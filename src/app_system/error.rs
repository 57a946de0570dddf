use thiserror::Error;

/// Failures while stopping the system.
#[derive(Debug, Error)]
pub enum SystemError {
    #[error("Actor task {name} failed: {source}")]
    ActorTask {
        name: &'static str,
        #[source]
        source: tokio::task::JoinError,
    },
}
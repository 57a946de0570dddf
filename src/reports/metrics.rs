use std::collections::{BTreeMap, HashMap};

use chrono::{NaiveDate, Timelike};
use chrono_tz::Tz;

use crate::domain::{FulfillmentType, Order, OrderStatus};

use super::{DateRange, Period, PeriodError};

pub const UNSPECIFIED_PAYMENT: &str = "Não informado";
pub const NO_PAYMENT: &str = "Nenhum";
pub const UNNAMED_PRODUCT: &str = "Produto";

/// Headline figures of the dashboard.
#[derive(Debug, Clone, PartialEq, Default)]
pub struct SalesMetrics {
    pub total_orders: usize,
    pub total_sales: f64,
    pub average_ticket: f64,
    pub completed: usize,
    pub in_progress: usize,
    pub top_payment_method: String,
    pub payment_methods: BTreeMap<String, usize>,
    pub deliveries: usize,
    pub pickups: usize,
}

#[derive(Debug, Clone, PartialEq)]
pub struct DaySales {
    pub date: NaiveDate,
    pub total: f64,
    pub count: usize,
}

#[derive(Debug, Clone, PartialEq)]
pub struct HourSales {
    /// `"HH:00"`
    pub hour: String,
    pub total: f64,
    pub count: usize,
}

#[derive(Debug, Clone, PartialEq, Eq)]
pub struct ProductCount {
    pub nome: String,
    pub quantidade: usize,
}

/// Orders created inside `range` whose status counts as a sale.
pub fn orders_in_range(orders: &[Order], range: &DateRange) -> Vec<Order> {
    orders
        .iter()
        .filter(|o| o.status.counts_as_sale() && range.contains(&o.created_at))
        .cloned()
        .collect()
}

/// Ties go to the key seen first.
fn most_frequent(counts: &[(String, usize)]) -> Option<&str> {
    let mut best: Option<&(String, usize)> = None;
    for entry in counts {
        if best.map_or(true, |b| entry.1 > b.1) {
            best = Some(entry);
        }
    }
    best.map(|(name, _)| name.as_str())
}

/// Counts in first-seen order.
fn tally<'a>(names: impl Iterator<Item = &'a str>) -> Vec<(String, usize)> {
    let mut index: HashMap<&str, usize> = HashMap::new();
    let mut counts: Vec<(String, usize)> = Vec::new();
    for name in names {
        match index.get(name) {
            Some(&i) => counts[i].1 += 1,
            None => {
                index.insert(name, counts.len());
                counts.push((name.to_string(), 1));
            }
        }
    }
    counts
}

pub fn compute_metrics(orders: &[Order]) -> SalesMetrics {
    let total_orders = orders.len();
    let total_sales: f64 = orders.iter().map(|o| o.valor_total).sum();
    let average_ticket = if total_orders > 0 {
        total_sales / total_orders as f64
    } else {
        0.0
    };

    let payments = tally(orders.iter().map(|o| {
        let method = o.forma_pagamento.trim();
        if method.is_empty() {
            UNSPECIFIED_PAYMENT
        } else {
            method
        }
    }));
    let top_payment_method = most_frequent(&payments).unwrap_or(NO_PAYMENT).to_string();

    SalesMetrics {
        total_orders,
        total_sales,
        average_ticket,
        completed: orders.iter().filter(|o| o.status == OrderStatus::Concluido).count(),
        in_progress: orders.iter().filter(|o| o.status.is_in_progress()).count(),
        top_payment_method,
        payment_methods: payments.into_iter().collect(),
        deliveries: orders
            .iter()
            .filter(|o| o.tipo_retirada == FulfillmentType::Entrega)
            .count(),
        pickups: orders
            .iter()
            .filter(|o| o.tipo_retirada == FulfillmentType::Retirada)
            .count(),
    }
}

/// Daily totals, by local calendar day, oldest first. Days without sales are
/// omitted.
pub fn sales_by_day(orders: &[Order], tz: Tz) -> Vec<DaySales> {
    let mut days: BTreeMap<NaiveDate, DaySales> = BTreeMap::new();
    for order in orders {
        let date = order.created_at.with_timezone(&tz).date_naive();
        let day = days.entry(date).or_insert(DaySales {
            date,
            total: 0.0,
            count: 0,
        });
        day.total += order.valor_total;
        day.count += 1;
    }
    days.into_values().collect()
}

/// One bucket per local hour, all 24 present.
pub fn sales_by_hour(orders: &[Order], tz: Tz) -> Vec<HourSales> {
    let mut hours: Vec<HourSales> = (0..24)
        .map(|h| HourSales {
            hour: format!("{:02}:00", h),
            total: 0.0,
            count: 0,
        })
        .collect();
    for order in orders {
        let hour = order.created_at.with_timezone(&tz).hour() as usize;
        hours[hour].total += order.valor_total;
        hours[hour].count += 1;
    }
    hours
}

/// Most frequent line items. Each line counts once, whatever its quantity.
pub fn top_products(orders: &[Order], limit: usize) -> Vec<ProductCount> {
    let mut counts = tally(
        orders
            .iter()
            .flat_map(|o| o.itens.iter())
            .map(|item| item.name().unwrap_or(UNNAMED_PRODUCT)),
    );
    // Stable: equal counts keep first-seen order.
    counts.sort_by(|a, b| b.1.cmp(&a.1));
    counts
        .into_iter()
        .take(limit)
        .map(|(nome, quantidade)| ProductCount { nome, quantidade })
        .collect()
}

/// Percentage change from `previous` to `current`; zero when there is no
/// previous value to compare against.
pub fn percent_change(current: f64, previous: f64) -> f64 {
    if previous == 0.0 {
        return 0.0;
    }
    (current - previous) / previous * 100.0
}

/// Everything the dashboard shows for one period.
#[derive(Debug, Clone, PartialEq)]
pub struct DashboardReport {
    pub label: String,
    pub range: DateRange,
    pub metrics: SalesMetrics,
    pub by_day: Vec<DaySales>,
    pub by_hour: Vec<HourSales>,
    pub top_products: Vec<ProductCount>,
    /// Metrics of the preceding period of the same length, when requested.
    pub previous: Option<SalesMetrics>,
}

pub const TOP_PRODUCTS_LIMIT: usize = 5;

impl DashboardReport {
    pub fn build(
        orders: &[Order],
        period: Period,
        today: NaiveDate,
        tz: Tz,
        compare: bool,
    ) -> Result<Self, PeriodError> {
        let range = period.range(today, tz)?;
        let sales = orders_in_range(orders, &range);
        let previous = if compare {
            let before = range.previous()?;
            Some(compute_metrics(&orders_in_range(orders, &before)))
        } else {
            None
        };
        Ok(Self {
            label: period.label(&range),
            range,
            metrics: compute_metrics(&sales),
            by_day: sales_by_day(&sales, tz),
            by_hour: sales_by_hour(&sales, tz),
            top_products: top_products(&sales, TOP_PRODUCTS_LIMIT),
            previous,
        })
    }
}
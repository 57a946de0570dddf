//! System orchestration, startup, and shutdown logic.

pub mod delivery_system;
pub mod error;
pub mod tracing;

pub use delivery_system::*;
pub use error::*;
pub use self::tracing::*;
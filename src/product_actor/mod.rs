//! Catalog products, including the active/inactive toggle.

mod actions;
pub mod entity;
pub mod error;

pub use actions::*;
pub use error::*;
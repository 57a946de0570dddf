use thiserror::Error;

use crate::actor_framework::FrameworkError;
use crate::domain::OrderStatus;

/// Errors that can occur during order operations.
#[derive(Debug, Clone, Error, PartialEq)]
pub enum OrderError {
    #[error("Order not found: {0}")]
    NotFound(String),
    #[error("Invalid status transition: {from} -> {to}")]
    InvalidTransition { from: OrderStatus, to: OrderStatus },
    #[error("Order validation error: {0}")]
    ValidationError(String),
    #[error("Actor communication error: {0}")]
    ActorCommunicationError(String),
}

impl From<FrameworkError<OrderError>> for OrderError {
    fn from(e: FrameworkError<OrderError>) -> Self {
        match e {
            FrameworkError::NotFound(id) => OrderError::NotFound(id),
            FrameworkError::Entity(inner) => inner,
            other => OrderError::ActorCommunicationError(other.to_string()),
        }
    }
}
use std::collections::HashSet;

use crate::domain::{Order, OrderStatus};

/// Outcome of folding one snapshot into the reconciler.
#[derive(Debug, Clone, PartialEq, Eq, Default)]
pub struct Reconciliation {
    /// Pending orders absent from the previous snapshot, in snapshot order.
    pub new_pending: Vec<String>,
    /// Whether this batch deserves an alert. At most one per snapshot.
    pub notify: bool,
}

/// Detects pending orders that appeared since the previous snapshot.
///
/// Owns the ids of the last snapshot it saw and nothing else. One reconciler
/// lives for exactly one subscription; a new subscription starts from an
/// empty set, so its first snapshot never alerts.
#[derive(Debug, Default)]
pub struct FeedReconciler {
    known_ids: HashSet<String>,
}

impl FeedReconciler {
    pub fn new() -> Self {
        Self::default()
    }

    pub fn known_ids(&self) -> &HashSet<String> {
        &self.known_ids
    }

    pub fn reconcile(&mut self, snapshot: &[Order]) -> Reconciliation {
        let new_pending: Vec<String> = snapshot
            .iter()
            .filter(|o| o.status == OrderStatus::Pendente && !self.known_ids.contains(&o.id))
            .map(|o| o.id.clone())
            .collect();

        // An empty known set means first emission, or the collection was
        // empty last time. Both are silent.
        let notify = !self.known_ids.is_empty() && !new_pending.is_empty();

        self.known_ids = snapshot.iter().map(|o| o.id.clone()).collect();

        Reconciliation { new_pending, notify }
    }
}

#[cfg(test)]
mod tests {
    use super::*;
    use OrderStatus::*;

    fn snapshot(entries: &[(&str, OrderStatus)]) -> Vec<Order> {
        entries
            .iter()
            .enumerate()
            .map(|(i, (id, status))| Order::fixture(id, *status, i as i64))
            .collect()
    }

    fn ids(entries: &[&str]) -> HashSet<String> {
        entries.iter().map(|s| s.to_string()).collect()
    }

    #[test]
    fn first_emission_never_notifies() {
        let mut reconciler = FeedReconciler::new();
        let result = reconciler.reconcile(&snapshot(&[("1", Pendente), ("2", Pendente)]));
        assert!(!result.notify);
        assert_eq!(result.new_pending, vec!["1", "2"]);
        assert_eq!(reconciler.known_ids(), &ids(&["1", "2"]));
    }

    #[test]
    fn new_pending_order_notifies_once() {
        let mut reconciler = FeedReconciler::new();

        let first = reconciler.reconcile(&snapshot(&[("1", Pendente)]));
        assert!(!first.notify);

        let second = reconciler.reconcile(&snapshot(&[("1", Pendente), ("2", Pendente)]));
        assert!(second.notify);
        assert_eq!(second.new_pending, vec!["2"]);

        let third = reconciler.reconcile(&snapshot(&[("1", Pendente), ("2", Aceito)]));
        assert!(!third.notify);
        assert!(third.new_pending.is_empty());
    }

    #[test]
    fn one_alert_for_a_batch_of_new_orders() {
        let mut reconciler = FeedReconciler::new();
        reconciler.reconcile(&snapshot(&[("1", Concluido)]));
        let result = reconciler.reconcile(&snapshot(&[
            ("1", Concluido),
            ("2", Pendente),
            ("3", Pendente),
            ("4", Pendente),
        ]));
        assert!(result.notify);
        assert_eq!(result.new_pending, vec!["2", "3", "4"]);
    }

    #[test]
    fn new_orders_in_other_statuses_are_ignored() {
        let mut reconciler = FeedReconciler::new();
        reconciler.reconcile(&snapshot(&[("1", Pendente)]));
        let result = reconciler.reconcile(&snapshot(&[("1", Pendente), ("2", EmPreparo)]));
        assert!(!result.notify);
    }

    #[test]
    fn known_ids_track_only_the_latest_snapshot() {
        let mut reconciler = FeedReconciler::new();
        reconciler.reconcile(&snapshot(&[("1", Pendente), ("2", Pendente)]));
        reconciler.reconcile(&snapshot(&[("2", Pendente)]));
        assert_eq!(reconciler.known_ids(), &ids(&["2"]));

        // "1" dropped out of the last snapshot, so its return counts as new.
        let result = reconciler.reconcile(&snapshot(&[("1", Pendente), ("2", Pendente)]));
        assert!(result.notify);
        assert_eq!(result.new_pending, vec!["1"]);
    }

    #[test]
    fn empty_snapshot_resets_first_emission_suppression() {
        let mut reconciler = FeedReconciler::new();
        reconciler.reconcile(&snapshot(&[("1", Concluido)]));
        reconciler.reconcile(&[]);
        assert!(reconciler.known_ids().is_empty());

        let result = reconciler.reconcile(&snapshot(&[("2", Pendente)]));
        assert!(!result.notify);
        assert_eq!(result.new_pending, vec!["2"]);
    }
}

--

▶ **Prompt**:
Provide only the number of lines in the listing above that contain "ActorCommunicationError".

▶ **Exercise result**:
2